Check out my Cardomain!!! The Future Ultimate source for TBI performance. http://www.cardomain.com/ride/3869220
OK I have been playing around with the tune lately and for some damn reason it is still very lean when the engine is cold. I have noticed that it doesn't seem to richen up until the NB O2 "wakes up". I lowered the Open Loop AFR Multiplier CTS tables quite a bit in the 56 range and down and it didn't seem to have much effect. Also, when I'm driving around I have a lean condition that doesn't seem to want to go away either, it only seems to come in when I give it about 8-10% constant throttle. It will bounce around 15.8 to sometimes 16.2. If I give it a touch more gas or lift off the throttle it richens up. It's really starting to irritate the ever loving hell out of me. I have richened up the VE tables in this area (between 20-30 map @ 1800-2200 rpms) and it hasn't helped either. what am I doing wrong?

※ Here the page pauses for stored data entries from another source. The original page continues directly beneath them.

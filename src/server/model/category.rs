use entity::category::Column;

use crate::{
    model::{
        api::ValueLabelDto,
        category::{CategoryDto, CreateCategoryDto, UpdateCategoryDto},
    },
    server::collection::{CollectionProperties, Field},
};

#[derive(Debug, Clone, PartialEq)]
pub struct Category {
    pub id: i32,
    pub name: String,
    pub description: Option<String>,
    pub url: Option<String>,
}

impl Category {
    pub fn from_entity(entity: entity::category::Model) -> Self {
        Self {
            id: entity.id,
            name: entity.name,
            description: entity.description,
            url: entity.url,
        }
    }

    pub fn into_dto(self) -> CategoryDto {
        CategoryDto {
            id: self.id,
            name: self.name,
            description: self.description,
            url: self.url,
        }
    }

    pub fn into_value_label(self) -> ValueLabelDto {
        ValueLabelDto {
            value: self.id,
            label: self.name,
        }
    }
}

#[derive(Debug, Clone)]
pub struct CreateCategoryParams {
    pub name: String,
    pub description: Option<String>,
    pub url: Option<String>,
}

impl CreateCategoryParams {
    pub fn from_dto(dto: CreateCategoryDto) -> Self {
        Self {
            name: dto.name,
            description: dto.description,
            url: dto.url,
        }
    }
}

/// Partial update; `None` leaves a field unchanged.
#[derive(Debug, Clone, Default)]
pub struct UpdateCategoryParams {
    pub id: i32,
    pub name: Option<String>,
    pub description: Option<String>,
    pub url: Option<String>,
}

impl UpdateCategoryParams {
    pub fn from_dto(id: i32, dto: UpdateCategoryDto) -> Self {
        Self {
            id,
            name: dto.name,
            description: dto.description,
            url: dto.url,
        }
    }
}

pub struct CategoryProperties;

impl CollectionProperties for CategoryProperties {
    type Entity = entity::prelude::Category;

    const FIELDS: &'static [Field<Column>] = &[
        Field::text("name", Column::Name).folded(Column::NameSearch),
        Field::text("description", Column::Description)
            .folded(Column::DescriptionSearch)
            .unsortable(),
    ];

    fn id_column() -> Column {
        Column::Id
    }
}
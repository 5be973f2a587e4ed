use super::*;

/// Expected: Ok with the book not in the top list and timestamps set
#[tokio::test]
async fn creates_book_in_category() -> Result<(), DbErr> {
    let test = TestBuilder::new()
        .with_content_tables()
        .build()
        .await
        .unwrap();
    let db = test.db.as_ref().unwrap();

    let category = factory::create_category(db).await?;

    let book = BookRepository::new(db)
        .create(CreateBookParams {
            name: "Dune".to_string(),
            author: "Frank Herbert".to_string(),
            description: None,
            url: None,
            is_premium: false,
            category_id: category.id,
        })
        .await?;

    assert_eq!(book.category_id, category.id);
    assert!(!book.is_premium);
    assert!(!book.is_top10_year);
    assert_eq!(book.created_at, book.updated_at);

    Ok(())
}
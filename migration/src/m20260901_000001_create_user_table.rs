use sea_orm_migration::{prelude::*, schema::*};

#[derive(DeriveMigrationName)]
pub struct Migration;

#[async_trait::async_trait]
impl MigrationTrait for Migration {
    async fn up(&self, manager: &SchemaManager) -> Result<(), DbErr> {
        manager
            .create_table(
                Table::create()
                    .table(User::Table)
                    .if_not_exists()
                    .col(pk_auto(User::Id))
                    .col(string(User::Name))
                    .col(string(User::NameSearch))
                    .col(string_uniq(User::Email))
                    .col(string(User::Password))
                    .col(string(User::Role).default("user"))
                    .col(date_null(User::DateOfBirth))
                    .col(string_null(User::Gender))
                    .col(string_null(User::Address))
                    .col(string_null(User::PhoneNumber))
                    .col(text_null(User::RefreshToken))
                    .col(string_null(User::ResetToken))
                    .col(timestamp_with_time_zone_null(User::ResetTokenExpiresAt))
                    .col(
                        timestamp_with_time_zone(User::CreatedAt)
                            .default(Expr::current_timestamp())
                            .not_null(),
                    )
                    .to_owned(),
            )
            .await
    }

    async fn down(&self, manager: &SchemaManager) -> Result<(), DbErr> {
        manager
            .drop_table(Table::drop().table(User::Table).to_owned())
            .await
    }
}

#[derive(DeriveIden)]
pub enum User {
    Table,
    Id,
    Name,
    NameSearch,
    Email,
    Password,
    Role,
    DateOfBirth,
    Gender,
    Address,
    PhoneNumber,
    RefreshToken,
    ResetToken,
    ResetTokenExpiresAt,
    CreatedAt,
}
pub mod auth;

#[cfg(test)]
mod test;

I don't imagine that it would be an injector duty cycle issue. As this is at low to mid RPM, correct?
You can also use the AFR vs RPM & VAC to add fuel in that area. It sounds like it is at a particular RPM and vacuum that is causing the issue. As increasing or decreasing the throttle slightly makes the engine go rich again.
Remember that the commanded AFR table is based on RPM and VACuum. Not MAP.
To be honest I don't know. How do I check for lean cruise? I know I turned highway mode off for VE learns. I checked my AFR vs RPM & VAC tables and in those areas i mentioned earlier I have it set at 13.50. Another thing that is bugging me is that every now and again the car will stall out on me. It seems to do it when I come out of a turn or if I let the car idle for a bit when it's cold.If I crank it back up it will stall again but if I give it alittle gas it pops back up again. I don't know if this could be an issue in the tune or not.
Well now that I'm doing the H/C swap at this moment I found out a couple of reasons for my tuning problems.
1. The Die electric grease under my ignition module disappear and was causing the stalling.
2. Header gaskets had a couple of leaks in them that I didn't notice, plus whoever "welded" in my catback didn't bother to weld up the connection from the Y pipe to the catback, causing another exhaust leak.
So yeah that irritated the ever loving hell out of me. It's amazing what issue you fine when you start taking crap apart.